Data shown below:
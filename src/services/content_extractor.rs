use itertools::Itertools;
use regex::Regex;
use scraper::{ElementRef, Html, Selector};

use crate::configuration::ExtractorSettings;
use crate::domain::scrape_request::FallbackMetadata;

/// The "not found" sentinel. Extraction degrades to this instead of failing;
/// `is_empty()` is the miss test everywhere downstream.
pub const NOT_FOUND: &str = "";

// Currency marker next to a number, dragging an attached range along so
// "$50,000 - $70,000" survives whole. Best effort; false positives and
// misses are acceptable.
const SALARY_PATTERN: &str = r"(?i)(?:[$£€¥]|\b(?:USD|EUR|GBP|RUB|руб))\s*\d{1,3}(?:[ ,.]\d{3})*\s*[kк]?(?:\s*[-–—]\s*(?:[$£€¥]|\b(?:USD|EUR|GBP|RUB|руб))?\s*\d{1,3}(?:[ ,.]\d{3})*\s*[kк]?)?|\b\d{1,3}(?:[ ,.]\d{3})+\s*(?:[$£€¥]|USD|EUR|GBP|RUB|руб)";

pub struct ExtractedContent {
    pub title: String,
    pub h1: String,
    pub company: String,
    pub salary: Option<String>,
    pub description: String,
}

/// Ordered heuristics over rendered HTML. Pure and synchronous: a render
/// success always yields a usable record, however degraded.
pub struct ContentExtractor {
    salary_pattern: Regex,
    company_text_cap: usize,
}

impl ContentExtractor {
    pub fn new(settings: &ExtractorSettings) -> Self {
        ContentExtractor {
            salary_pattern: Regex::new(SALARY_PATTERN).unwrap(),
            company_text_cap: settings.company_text_cap,
        }
    }

    pub fn extract(&self, html: &str, fallback: Option<&FallbackMetadata>) -> ExtractedContent {
        let document = Html::parse_document(html);

        let h1 = first_text(&document, "h1");

        let mut title = first_text(&document, "title");
        if title.is_empty() {
            title = h1.clone();
        }
        if title.is_empty() {
            if let Some(position) = fallback.and_then(|f| f.position.as_deref()) {
                title = position.trim().to_string();
            }
        }

        let mut company = self.find_company(&document);
        if company.is_empty() {
            if let Some(name) = fallback.and_then(|f| f.company.as_deref()) {
                company = name.trim().to_string();
            }
        }

        let salary = self
            .salary_pattern
            .find(html)
            .map(|m| m.as_str().trim().to_string());

        let description = find_description(&document);

        ExtractedContent {
            title,
            h1,
            company,
            salary,
            description,
        }
    }

    fn find_company(&self, document: &Html) -> String {
        let meta_selector = Selector::parse(r#"meta[property="og:site_name"]"#).unwrap();
        let marked_selector = Selector::parse(
            r#"[class*="company"], [class*="employer"], [id*="company"], [id*="employer"]"#,
        )
        .unwrap();

        // og:site_name wins over everything else.
        if let Some(name) = document
            .select(&meta_selector)
            .next()
            .and_then(|el| el.value().attr("content"))
        {
            let name = name.trim();
            if !name.is_empty() {
                return name.to_string();
            }
        }

        // First marked element with text short enough to not be a whole
        // container block.
        document
            .select(&marked_selector)
            .map(element_text)
            .find(|text| !text.is_empty() && text.chars().count() < self.company_text_cap)
            .unwrap_or_else(|| NOT_FOUND.to_string())
    }
}

fn find_description(document: &Html) -> String {
    let container_selector = Selector::parse(
        r#"[class*="description"], [id*="description"], [class*="job-details"], [id*="job-details"], [class*="content"], [id*="content"]"#,
    )
    .unwrap();
    let block_selector =
        Selector::parse("body p, body h1, body h2, body h3, body h4, body h5, body h6, body li")
            .unwrap();

    // Longest marked container wins, first on ties.
    let best = document
        .select(&container_selector)
        .map(element_text)
        .fold(String::new(), |best, candidate| {
            if candidate.len() > best.len() {
                candidate
            } else {
                best
            }
        });
    if !best.is_empty() {
        return best;
    }

    document
        .select(&block_selector)
        .map(element_text)
        .filter(|text| !text.is_empty())
        .join("\n\n")
}

fn first_text(document: &Html, selector: &str) -> String {
    let selector = Selector::parse(selector).unwrap();
    document
        .select(&selector)
        .next()
        .map(element_text)
        .unwrap_or_else(|| NOT_FOUND.to_string())
}

fn element_text(element: ElementRef) -> String {
    element.text().collect::<String>().trim().to_string()
}
use chrono::{DateTime, Utc};

/// Product of one rendering session. Lives only for the duration of the
/// coordinator call that requested it; persisted pieces go through the
/// artifact store, never this value.
#[derive(Debug)]
pub struct RenderedPage {
    pub html: String,
    pub screenshot: Option<Vec<u8>>,
    pub captured_at: DateTime<Utc>,
}
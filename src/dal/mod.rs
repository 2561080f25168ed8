pub mod artifact_store;

pub use artifact_store::*;
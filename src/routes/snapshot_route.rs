use actix_files::NamedFile;
use actix_web::{get, post, web, HttpRequest, HttpResponse};
use serde::Deserialize;
use uuid::Uuid;

use crate::dal::artifact_store::ArtifactStore;
use crate::domain::scrape_request::{FallbackMetadata, ScrapeRequest};
use crate::services::error::ScrapeError;
use crate::services::scrape_coordinator::ScrapeCoordinator;

#[derive(Deserialize)]
#[serde(rename_all = "camelCase")]
pub struct ScrapeJobBody {
    url: String,
    job_id: Option<String>,
    company: Option<String>,
    position: Option<String>,
}

#[post("/scrape")]
async fn scrape_job(
    coordinator: web::Data<ScrapeCoordinator>,
    body: web::Json<ScrapeJobBody>,
) -> HttpResponse {
    let body = body.into_inner();
    let job_id = body
        .job_id
        .unwrap_or_else(|| Uuid::new_v4().to_string());
    let fallback = match (body.company, body.position) {
        (None, None) => None,
        (company, position) => Some(FallbackMetadata { company, position }),
    };

    let request = ScrapeRequest {
        url: body.url,
        job_id,
        fallback,
    };

    match coordinator.scrape(request).await {
        Ok(record) => HttpResponse::Ok().json(record),
        Err(e @ ScrapeError::Validation { .. }) => {
            log::error!("Rejected scrape request: {}", e);
            HttpResponse::BadRequest().body(e.to_string())
        }
        Err(e @ (ScrapeError::Launch { .. } | ScrapeError::Navigation { .. })) => {
            log::error!("Scrape failed at the rendering engine: {}", e);
            HttpResponse::BadGateway().body(e.to_string())
        }
        Err(e) => {
            log::error!("Scrape failed persisting artifacts: {}", e);
            HttpResponse::InternalServerError().body(e.to_string())
        }
    }
}

#[get("/{job_id}/status")]
async fn snapshot_status(store: web::Data<ArtifactStore>, path: web::Path<String>) -> HttpResponse {
    let job_id = path.into_inner();
    HttpResponse::Ok().json(serde_json::json!({
        "jobId": job_id,
        "scraped": store.exists(&job_id),
    }))
}

#[get("/{job_id}/data")]
async fn snapshot_data(store: web::Data<ArtifactStore>, path: web::Path<String>) -> HttpResponse {
    let job_id = path.into_inner();
    match store.read_json(&job_id) {
        Some(record) => HttpResponse::Ok().json(record),
        None => HttpResponse::NotFound().body(format!("No snapshot for job {}", job_id)),
    }
}

#[get("/{job_id}/text")]
async fn snapshot_text(store: web::Data<ArtifactStore>, path: web::Path<String>) -> HttpResponse {
    let job_id = path.into_inner();
    match store.read_text(&job_id) {
        Some(text) => HttpResponse::Ok()
            .content_type("text/plain; charset=utf-8")
            .body(text),
        None => HttpResponse::NotFound().body(format!("No extracted text for job {}", job_id)),
    }
}

#[get("/{job_id}/html")]
async fn snapshot_html(store: web::Data<ArtifactStore>, path: web::Path<String>) -> HttpResponse {
    let job_id = path.into_inner();
    match store.read_html(&job_id) {
        Some(html) => HttpResponse::Ok()
            .content_type("text/html; charset=utf-8")
            .body(html),
        None => HttpResponse::NotFound().body(format!("No rendered page for job {}", job_id)),
    }
}

#[get("/{job_id}/screenshot")]
async fn snapshot_screenshot(
    req: HttpRequest,
    store: web::Data<ArtifactStore>,
    path: web::Path<String>,
) -> HttpResponse {
    let job_id = path.into_inner();
    match store.screenshot_path(&job_id) {
        Some(path) => match NamedFile::open_async(&path).await {
            Ok(file) => file.into_response(&req),
            Err(e) => {
                log::error!("Failed serving screenshot for job {}: {:?}", job_id, e);
                HttpResponse::InternalServerError().body("Screenshot unavailable")
            }
        },
        None => HttpResponse::NotFound().body(format!("No screenshot for job {}", job_id)),
    }
}
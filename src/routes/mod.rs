pub mod default_route;
pub mod snapshot_route;
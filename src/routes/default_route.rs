use actix_web::{get, HttpResponse, Responder};

#[get("/")]
async fn default() -> impl Responder {
    HttpResponse::Ok().body("Holocron online. Snapshots await.")
}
End of Data shown.
Exercise directions >> Please filter the entries above down to the lines holding "Deserialize" and copy them.

Task output >>
use serde::Deserialize;
#[derive(Deserialize)]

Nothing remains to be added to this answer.